◆ REQUIREMENT
Find the string "RwSignal" in the entries and copy each line that has it.
■ ■ ■ ■ ■ ■ ■
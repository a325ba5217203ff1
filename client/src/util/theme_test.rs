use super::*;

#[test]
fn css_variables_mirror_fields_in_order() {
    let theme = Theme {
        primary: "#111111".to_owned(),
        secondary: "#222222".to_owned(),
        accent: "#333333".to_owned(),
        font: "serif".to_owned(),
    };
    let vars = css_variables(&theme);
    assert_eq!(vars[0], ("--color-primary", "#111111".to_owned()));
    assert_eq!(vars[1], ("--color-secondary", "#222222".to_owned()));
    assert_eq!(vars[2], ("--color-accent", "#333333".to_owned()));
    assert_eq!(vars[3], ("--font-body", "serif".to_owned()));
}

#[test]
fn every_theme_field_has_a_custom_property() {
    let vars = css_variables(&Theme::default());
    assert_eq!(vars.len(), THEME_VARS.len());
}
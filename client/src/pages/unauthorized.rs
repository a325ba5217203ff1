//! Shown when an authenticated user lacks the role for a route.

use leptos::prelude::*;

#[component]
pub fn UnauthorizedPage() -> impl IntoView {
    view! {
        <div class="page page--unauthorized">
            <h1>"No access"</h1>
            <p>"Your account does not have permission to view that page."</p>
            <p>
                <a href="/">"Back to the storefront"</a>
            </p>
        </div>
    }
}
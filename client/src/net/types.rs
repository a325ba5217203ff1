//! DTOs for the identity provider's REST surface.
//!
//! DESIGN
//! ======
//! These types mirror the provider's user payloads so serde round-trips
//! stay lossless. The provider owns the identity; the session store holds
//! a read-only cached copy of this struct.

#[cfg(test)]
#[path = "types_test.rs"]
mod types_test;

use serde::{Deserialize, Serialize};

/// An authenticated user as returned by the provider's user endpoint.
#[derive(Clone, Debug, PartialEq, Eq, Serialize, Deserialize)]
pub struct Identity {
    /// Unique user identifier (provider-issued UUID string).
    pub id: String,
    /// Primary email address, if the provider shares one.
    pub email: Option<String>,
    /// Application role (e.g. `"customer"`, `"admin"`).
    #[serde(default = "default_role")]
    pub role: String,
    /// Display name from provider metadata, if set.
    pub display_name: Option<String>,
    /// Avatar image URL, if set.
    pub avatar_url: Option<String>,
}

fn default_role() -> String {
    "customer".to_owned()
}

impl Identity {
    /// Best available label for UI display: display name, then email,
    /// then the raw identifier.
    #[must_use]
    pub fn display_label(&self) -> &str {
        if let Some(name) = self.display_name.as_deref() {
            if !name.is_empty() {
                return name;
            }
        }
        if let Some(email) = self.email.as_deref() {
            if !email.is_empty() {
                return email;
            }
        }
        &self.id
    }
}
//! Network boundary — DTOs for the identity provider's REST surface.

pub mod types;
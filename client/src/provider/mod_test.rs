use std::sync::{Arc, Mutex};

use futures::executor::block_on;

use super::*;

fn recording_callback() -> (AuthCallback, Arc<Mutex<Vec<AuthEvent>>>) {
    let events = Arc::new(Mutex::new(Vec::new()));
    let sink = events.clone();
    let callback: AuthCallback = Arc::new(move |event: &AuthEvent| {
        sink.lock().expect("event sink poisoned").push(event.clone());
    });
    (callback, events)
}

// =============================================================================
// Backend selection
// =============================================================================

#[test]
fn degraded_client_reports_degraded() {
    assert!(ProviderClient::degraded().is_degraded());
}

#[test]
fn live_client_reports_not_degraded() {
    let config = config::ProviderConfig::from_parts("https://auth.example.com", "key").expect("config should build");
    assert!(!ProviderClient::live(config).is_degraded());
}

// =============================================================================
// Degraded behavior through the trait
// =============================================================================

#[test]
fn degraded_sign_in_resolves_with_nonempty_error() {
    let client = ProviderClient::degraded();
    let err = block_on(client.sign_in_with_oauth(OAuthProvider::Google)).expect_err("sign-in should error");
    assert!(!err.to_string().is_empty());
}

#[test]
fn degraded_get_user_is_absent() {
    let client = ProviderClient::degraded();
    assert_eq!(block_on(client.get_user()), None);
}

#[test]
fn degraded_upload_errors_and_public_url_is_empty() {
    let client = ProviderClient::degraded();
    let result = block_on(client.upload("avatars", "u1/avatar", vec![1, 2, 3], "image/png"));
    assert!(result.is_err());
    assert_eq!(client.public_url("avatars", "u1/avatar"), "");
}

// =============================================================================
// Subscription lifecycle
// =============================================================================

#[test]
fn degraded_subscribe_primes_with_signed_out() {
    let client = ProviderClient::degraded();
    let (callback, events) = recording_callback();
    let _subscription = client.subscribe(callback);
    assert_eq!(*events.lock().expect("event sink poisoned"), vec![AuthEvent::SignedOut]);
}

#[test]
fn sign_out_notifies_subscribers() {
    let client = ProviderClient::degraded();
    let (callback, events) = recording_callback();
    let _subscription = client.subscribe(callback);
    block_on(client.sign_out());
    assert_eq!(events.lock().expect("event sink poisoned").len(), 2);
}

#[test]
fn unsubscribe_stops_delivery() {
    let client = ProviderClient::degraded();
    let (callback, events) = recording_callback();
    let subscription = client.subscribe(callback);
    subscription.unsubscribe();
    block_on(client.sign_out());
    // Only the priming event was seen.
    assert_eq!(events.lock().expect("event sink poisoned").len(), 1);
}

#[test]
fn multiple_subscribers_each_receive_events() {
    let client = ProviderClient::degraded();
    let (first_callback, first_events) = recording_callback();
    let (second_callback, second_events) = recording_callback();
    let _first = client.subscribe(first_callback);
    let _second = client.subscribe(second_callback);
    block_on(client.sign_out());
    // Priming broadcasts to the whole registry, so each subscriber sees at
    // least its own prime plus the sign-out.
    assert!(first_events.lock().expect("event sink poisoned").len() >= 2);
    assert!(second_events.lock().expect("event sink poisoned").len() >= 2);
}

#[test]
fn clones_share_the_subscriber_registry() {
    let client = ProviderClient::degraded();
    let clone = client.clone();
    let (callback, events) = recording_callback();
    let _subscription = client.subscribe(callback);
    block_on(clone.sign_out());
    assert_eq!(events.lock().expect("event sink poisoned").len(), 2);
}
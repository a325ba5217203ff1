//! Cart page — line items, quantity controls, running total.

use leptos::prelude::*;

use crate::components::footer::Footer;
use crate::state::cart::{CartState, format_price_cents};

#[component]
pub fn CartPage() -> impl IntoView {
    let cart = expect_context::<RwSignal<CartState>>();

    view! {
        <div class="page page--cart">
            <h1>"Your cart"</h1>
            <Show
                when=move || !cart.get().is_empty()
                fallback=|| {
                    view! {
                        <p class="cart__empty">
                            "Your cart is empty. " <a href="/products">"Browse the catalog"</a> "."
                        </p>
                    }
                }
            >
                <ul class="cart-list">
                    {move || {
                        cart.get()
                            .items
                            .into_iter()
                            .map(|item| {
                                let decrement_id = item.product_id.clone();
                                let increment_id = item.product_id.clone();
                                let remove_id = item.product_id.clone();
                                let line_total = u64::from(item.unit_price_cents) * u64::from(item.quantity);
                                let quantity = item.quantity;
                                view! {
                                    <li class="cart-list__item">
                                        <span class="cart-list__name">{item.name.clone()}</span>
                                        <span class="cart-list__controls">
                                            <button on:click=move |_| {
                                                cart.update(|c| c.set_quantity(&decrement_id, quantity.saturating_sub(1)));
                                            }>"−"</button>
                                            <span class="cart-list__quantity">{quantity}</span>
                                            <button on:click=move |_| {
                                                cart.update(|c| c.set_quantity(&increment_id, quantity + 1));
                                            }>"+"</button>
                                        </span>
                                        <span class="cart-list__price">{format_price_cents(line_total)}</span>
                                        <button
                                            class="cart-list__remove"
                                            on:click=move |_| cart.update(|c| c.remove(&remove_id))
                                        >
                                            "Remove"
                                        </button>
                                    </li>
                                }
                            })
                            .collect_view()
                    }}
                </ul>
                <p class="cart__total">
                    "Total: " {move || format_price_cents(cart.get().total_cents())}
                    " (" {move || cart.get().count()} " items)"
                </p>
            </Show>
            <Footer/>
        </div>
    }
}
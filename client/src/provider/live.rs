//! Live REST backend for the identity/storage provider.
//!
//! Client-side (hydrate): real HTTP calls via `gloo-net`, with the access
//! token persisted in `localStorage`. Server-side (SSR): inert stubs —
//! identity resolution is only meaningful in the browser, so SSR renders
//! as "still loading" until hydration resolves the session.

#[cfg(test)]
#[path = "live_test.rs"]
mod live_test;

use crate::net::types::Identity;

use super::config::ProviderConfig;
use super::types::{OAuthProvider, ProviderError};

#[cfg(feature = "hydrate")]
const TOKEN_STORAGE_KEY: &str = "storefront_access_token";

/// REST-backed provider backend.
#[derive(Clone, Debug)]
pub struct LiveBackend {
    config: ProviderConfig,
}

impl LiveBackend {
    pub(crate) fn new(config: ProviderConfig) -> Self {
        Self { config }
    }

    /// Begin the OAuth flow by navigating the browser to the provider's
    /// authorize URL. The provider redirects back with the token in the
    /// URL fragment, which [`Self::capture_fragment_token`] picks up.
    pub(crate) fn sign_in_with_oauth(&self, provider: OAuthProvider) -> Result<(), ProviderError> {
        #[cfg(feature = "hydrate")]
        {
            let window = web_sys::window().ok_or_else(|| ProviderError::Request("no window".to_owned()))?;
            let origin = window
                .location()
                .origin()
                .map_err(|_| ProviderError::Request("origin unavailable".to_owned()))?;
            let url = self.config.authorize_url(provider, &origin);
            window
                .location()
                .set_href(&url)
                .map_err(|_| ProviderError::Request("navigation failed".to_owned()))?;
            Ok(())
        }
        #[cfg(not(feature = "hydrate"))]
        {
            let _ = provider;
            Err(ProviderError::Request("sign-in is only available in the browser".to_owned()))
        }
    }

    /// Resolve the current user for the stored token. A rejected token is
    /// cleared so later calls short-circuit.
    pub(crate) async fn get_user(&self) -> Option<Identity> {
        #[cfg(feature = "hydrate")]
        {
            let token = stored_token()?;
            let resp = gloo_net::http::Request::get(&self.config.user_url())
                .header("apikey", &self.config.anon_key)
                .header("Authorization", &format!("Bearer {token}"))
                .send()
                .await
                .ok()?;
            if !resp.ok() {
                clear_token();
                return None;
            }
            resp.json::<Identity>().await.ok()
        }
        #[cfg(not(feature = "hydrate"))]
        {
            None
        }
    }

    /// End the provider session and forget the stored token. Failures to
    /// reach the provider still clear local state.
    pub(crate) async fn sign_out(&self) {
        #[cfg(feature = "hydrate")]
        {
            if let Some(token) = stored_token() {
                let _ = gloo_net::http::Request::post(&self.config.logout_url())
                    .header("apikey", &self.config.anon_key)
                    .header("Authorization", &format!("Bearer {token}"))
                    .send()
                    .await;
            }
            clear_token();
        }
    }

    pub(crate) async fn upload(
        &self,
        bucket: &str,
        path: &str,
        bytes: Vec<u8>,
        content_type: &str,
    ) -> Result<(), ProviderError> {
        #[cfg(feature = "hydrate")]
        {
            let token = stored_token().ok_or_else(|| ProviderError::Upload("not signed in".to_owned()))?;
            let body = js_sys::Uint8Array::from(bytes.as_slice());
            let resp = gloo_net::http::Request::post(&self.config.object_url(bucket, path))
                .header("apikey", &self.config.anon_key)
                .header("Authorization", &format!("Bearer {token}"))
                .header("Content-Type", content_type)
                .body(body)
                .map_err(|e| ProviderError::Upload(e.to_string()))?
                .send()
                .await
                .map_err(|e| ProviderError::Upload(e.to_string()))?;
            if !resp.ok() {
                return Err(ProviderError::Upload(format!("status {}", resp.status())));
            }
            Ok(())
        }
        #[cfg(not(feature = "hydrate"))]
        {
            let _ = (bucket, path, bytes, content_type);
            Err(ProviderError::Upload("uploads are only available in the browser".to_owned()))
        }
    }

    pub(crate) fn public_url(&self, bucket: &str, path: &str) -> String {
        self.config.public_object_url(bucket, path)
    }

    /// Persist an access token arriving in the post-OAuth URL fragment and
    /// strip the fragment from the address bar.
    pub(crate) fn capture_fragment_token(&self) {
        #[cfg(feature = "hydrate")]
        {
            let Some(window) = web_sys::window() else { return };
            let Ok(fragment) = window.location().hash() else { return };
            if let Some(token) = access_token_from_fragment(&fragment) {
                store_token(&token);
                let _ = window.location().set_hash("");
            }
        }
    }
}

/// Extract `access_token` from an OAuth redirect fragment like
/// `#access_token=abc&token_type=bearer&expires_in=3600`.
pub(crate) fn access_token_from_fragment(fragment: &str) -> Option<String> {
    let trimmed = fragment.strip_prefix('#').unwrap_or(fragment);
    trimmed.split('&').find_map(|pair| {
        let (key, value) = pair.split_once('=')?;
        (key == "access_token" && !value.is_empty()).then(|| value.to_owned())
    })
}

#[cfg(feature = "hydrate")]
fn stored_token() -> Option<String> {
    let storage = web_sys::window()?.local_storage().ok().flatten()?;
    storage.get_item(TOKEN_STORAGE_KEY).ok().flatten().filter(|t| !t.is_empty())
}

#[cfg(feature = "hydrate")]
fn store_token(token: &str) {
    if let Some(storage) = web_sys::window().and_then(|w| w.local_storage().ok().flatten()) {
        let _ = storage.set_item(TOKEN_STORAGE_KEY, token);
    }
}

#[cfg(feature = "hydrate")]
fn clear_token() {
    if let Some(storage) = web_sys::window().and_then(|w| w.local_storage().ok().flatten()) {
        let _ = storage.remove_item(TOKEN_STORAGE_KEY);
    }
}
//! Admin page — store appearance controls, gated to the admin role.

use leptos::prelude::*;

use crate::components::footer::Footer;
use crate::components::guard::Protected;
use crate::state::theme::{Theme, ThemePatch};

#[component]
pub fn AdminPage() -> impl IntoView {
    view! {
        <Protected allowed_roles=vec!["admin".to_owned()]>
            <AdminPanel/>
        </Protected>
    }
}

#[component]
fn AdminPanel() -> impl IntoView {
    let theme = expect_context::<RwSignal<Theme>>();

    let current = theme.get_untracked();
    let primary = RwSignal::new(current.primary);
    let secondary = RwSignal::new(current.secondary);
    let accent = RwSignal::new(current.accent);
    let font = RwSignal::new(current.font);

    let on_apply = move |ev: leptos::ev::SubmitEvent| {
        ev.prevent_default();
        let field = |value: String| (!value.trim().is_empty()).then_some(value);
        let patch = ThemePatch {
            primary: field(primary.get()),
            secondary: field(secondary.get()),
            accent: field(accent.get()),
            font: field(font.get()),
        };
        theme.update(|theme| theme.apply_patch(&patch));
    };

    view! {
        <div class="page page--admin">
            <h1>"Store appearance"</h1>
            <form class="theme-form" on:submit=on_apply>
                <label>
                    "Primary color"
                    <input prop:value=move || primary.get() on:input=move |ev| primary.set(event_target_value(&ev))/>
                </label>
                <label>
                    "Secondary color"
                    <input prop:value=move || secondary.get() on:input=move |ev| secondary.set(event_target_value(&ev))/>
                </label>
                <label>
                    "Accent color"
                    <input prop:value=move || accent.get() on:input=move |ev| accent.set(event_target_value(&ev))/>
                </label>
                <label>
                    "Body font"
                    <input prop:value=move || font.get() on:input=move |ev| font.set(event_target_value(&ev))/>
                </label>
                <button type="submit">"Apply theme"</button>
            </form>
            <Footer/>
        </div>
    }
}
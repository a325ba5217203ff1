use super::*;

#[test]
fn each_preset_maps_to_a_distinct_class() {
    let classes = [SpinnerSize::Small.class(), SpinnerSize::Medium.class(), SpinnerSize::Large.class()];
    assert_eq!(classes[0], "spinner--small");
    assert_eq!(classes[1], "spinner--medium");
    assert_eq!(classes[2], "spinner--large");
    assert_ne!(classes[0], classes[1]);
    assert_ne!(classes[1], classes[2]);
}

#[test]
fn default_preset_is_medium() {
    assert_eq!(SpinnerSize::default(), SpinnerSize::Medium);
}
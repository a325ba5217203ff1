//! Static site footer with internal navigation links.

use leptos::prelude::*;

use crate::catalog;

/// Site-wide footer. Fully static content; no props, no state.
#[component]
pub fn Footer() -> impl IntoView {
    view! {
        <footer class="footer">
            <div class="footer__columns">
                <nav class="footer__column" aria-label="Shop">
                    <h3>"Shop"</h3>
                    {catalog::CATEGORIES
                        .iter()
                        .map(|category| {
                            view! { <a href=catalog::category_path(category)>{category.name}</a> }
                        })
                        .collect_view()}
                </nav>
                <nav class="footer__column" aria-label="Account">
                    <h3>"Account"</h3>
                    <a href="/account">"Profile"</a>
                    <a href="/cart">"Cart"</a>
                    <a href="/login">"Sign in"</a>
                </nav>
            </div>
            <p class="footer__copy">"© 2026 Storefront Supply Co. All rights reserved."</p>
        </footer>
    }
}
■ ■ ■ ■ ■ ■ ■
◆ TASK RESULT
    let cart = expect_context::<RwSignal<CartState>>();
    let theme = expect_context::<RwSignal<Theme>>();
    let primary = RwSignal::new(current.primary);
    let secondary = RwSignal::new(current.secondary);
    let accent = RwSignal::new(current.accent);
    let font = RwSignal::new(current.font);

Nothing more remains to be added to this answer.